=== Begin Enclosure ===

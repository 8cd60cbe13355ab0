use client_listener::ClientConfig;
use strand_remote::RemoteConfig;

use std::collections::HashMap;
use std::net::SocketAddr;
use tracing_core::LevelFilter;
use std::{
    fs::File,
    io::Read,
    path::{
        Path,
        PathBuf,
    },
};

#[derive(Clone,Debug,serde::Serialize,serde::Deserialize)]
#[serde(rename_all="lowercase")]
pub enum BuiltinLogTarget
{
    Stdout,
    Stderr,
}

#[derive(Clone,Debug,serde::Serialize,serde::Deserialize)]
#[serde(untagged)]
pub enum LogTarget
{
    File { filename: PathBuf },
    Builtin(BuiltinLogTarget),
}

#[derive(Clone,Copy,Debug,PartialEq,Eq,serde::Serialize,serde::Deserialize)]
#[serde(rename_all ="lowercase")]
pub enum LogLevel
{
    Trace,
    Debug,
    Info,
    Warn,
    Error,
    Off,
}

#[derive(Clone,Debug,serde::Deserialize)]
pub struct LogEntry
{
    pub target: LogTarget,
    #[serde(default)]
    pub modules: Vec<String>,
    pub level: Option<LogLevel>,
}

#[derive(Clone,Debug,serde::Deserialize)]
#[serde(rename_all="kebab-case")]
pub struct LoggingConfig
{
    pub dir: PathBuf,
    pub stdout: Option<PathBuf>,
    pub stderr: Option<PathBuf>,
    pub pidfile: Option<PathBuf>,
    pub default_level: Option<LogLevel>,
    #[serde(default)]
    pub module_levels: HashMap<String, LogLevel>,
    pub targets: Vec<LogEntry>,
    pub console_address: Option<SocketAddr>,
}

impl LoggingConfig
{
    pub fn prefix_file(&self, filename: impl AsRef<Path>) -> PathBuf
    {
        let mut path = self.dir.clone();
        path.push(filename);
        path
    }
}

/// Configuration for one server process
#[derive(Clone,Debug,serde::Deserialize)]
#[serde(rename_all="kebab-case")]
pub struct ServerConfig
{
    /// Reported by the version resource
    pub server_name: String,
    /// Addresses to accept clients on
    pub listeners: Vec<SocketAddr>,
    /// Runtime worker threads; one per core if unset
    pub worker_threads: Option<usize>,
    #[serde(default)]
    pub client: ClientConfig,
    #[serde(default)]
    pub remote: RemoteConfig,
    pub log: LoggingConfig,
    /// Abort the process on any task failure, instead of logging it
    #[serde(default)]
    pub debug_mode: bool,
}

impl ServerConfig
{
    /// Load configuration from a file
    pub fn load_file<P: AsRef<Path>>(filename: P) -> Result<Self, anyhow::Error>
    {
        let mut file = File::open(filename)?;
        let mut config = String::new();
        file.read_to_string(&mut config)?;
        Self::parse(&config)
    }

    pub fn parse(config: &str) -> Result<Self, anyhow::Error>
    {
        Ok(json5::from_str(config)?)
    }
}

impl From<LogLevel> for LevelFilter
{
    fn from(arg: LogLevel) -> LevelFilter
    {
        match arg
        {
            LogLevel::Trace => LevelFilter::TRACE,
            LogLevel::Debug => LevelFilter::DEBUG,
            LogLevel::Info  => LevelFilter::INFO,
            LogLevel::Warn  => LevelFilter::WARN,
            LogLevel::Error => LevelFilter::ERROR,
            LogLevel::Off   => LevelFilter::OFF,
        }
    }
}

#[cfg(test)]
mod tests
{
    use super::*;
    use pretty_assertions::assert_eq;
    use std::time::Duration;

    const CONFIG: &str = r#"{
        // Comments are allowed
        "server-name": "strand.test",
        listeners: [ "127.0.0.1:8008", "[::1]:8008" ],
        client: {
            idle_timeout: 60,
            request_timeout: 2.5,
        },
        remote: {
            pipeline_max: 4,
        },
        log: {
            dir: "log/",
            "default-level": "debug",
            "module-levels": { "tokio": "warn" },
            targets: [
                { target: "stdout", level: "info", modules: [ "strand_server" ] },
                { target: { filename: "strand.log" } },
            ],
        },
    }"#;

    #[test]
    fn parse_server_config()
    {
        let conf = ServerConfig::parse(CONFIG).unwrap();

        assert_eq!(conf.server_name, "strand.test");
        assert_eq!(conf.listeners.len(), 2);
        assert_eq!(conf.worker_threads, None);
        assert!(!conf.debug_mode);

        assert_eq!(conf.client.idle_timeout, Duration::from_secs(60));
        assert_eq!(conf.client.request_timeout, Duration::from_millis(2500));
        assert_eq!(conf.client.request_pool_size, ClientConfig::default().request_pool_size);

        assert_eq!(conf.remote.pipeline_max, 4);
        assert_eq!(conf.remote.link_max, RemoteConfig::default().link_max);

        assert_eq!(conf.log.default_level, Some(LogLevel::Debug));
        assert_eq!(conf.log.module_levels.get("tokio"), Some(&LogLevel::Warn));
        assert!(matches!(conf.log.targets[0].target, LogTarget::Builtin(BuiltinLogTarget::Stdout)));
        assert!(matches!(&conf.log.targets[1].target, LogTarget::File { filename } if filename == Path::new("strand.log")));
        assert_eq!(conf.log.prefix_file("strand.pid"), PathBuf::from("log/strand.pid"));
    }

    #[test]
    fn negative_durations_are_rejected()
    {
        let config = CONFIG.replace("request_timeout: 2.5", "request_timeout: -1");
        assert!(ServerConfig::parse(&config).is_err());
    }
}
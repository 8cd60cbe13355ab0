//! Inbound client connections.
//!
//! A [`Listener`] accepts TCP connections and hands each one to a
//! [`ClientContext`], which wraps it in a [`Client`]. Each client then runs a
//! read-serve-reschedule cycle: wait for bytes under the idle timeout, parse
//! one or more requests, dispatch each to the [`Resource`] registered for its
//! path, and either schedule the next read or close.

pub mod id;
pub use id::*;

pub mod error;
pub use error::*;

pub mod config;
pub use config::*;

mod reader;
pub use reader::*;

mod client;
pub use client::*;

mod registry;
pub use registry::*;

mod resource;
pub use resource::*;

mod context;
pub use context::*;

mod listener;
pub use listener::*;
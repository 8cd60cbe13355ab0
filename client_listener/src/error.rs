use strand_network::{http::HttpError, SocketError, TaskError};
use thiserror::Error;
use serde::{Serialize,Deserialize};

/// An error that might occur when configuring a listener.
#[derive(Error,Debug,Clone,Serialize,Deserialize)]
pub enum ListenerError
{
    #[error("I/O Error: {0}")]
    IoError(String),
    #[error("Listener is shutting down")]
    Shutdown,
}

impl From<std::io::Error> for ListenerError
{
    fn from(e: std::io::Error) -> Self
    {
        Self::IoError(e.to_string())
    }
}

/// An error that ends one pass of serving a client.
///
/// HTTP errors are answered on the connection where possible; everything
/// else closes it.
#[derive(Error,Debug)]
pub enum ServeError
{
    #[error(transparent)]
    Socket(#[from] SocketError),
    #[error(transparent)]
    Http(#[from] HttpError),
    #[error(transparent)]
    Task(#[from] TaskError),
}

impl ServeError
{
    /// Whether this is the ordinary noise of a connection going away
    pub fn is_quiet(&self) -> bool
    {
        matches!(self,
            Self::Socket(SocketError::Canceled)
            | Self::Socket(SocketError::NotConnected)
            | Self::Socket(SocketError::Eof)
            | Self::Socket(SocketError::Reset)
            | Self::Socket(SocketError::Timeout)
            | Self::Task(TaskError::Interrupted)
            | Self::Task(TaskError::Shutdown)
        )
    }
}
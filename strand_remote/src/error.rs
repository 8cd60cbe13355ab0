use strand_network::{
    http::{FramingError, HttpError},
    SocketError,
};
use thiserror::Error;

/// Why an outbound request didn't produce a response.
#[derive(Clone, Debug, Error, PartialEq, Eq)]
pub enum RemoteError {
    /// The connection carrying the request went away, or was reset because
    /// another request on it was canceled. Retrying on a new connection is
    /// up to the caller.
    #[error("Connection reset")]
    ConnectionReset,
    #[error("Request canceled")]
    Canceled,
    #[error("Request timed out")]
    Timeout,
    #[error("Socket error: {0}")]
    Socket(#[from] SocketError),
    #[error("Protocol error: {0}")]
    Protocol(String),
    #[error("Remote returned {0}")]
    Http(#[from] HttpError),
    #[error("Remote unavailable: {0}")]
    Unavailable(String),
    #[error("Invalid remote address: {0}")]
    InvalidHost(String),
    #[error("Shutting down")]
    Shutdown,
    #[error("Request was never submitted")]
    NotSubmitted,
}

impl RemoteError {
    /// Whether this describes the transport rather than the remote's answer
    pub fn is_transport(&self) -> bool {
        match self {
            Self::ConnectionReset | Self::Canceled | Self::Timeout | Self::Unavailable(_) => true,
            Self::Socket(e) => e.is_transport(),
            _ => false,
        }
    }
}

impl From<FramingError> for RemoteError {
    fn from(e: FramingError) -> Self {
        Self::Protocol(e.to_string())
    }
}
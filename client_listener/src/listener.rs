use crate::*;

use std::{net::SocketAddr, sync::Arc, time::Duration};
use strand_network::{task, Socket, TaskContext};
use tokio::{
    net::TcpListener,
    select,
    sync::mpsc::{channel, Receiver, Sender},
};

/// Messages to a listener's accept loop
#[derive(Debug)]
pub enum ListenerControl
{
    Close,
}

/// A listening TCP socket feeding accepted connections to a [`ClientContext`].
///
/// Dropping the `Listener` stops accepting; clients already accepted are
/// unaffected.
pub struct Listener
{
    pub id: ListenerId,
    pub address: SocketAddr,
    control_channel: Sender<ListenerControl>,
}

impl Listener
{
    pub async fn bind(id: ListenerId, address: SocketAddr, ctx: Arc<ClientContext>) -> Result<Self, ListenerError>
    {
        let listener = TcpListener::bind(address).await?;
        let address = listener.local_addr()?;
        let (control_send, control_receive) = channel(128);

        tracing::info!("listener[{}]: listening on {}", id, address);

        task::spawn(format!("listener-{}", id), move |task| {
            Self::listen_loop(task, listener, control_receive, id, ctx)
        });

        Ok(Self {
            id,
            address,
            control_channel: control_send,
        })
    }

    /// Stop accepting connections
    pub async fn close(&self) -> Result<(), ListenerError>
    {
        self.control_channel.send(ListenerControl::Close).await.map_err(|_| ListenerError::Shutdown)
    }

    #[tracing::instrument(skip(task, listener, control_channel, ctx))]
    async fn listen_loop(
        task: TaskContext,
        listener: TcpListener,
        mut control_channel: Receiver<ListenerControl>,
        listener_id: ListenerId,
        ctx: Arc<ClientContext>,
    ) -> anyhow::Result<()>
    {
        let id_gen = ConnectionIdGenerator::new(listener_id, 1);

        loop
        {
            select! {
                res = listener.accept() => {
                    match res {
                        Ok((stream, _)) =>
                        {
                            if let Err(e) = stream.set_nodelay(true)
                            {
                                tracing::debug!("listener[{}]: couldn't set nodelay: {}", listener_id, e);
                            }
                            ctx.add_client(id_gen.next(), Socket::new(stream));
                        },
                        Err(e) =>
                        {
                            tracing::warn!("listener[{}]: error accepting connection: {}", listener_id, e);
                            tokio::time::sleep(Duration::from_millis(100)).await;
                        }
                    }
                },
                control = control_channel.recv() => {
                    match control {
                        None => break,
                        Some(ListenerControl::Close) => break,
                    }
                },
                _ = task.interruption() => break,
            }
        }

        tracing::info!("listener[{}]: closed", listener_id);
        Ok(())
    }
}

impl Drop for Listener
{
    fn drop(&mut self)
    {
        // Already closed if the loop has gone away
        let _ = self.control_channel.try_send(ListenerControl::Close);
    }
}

=== End Enclosure ===

Problem to solve: Only a number is expected here: the tally of lines above that contain "Result". Please write nothing more.

Reply: 5